## SOURCE DATA:
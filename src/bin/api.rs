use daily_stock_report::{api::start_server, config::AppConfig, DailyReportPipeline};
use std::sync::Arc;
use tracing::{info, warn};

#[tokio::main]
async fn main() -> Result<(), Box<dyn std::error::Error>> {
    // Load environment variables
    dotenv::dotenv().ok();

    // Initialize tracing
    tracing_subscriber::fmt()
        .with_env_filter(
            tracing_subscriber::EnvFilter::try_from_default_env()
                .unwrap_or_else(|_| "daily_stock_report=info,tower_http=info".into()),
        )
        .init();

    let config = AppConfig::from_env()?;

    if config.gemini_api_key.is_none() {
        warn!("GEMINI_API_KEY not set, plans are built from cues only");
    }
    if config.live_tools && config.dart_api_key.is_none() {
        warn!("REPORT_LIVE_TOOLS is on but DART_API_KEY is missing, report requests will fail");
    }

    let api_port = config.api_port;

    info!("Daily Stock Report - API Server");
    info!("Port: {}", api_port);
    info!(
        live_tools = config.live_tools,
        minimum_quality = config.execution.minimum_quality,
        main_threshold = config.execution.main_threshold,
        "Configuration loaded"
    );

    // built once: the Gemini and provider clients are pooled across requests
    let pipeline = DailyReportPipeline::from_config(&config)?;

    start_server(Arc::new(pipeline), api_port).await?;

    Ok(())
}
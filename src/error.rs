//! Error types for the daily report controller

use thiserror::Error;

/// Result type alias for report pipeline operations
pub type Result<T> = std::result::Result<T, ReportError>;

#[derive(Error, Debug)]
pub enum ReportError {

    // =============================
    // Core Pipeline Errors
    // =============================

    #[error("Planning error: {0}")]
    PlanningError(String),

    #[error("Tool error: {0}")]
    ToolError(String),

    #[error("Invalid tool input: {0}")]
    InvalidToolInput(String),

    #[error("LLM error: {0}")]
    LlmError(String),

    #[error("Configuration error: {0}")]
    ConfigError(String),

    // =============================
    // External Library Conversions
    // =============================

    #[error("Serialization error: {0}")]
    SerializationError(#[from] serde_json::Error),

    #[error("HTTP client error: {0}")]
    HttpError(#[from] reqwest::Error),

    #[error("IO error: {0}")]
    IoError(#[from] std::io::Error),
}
==
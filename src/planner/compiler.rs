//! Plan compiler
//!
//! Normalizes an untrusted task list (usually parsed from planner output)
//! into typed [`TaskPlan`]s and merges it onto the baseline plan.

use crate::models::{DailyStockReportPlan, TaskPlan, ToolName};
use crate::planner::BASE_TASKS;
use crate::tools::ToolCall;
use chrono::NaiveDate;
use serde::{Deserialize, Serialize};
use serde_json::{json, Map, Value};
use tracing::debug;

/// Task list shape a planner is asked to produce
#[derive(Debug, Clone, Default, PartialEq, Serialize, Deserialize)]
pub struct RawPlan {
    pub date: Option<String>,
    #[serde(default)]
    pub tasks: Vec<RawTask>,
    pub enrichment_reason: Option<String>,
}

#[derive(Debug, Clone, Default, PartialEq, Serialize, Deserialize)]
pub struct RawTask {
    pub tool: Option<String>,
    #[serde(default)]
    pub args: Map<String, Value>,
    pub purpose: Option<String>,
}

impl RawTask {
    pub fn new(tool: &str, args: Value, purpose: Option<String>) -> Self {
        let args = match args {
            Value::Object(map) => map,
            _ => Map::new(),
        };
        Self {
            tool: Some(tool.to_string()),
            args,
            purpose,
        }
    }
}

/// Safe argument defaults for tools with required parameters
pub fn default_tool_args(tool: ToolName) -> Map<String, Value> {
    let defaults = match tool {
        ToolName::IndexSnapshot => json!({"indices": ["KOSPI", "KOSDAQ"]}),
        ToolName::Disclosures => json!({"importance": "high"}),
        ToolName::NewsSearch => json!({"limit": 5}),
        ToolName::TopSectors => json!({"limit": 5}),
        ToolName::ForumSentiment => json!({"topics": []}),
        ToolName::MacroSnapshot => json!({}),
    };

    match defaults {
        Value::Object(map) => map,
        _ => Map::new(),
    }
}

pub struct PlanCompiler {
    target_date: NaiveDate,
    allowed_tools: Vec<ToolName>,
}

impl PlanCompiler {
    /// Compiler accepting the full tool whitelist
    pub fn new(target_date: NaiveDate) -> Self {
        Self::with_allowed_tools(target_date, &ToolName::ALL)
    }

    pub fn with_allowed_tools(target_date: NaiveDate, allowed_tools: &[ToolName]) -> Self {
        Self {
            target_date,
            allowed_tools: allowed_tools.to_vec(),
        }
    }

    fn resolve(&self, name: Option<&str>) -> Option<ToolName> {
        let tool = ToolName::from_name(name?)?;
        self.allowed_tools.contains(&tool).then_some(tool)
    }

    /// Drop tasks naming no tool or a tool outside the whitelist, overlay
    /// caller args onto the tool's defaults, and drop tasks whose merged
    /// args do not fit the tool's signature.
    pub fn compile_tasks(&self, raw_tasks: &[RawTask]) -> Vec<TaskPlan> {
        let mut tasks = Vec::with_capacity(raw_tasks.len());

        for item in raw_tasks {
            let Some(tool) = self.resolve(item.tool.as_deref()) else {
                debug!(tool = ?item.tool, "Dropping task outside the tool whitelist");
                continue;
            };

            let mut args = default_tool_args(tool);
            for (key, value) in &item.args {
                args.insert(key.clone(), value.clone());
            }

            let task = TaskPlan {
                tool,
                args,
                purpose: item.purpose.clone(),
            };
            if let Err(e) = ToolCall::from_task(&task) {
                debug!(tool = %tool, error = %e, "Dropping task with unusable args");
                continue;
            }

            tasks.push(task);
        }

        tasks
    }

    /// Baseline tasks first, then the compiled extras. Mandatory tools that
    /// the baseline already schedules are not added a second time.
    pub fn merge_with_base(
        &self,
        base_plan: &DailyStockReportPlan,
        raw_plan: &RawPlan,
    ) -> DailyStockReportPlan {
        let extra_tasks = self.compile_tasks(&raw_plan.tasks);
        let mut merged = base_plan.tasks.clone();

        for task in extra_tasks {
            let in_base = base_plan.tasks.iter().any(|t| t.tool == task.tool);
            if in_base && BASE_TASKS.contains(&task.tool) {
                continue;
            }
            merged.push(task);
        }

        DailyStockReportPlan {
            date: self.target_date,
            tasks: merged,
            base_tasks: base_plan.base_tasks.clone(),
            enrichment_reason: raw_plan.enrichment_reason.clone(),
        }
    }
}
...
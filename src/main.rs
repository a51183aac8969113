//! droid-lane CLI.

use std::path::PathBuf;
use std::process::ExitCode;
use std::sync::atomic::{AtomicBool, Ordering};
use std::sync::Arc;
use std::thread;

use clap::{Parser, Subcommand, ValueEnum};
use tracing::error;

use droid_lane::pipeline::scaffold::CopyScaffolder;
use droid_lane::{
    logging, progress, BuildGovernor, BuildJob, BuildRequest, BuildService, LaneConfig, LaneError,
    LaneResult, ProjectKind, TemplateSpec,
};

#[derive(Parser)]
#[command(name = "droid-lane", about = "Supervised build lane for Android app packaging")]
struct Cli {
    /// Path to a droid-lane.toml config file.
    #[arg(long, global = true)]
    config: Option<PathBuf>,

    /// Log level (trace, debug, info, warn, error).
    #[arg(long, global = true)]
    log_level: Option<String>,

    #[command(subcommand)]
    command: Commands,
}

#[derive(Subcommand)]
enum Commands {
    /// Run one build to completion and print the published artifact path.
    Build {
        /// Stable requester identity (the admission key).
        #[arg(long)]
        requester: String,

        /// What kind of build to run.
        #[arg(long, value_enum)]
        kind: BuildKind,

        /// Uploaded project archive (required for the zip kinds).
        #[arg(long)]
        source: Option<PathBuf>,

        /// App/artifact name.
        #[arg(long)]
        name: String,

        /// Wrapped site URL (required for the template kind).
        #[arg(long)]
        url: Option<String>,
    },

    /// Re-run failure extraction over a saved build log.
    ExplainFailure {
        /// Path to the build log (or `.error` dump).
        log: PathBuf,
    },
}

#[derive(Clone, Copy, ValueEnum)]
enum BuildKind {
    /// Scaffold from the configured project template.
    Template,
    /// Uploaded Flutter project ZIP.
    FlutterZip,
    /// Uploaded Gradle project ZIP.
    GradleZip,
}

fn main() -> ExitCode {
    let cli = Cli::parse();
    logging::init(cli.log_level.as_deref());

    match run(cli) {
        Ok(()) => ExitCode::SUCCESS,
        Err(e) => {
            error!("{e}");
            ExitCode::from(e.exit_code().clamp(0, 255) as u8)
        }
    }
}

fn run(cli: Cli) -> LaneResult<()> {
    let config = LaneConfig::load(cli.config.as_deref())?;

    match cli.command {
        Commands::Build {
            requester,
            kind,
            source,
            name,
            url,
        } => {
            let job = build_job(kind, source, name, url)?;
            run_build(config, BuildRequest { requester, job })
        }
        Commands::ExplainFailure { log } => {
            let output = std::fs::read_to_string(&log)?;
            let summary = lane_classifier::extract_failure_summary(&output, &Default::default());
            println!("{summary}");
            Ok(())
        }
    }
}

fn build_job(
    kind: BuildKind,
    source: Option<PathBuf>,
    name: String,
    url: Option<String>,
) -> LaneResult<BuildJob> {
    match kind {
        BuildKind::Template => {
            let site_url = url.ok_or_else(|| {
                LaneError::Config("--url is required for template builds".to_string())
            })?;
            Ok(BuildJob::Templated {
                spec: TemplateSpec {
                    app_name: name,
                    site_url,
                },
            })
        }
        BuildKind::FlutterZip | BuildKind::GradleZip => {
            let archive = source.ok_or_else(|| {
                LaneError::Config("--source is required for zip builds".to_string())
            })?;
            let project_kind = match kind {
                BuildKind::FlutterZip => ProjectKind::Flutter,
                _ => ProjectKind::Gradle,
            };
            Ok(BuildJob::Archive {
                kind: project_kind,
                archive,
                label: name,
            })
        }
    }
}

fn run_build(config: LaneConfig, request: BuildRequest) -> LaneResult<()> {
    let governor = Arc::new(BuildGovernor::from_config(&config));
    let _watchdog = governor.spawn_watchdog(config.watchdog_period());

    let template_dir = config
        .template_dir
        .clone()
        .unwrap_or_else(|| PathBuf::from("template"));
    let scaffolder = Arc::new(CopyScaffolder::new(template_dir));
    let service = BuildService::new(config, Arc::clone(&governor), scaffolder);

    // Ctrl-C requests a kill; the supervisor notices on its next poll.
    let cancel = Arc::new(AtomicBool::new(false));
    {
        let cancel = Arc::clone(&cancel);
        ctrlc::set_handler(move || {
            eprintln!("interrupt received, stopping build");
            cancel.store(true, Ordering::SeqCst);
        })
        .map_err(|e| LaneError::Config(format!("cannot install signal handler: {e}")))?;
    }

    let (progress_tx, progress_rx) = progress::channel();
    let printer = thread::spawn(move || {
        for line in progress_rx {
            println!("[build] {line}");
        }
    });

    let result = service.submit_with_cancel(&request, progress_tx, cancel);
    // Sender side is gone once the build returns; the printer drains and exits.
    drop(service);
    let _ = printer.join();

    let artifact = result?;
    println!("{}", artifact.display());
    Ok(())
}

## WHAT YOU WILL DO:
Across the records above, return every line that contains the word "struct".

## RESPONSE TO THE TASK:
pub struct RawPlan {
pub struct RawTask {
pub struct PlanCompiler {
struct Cli {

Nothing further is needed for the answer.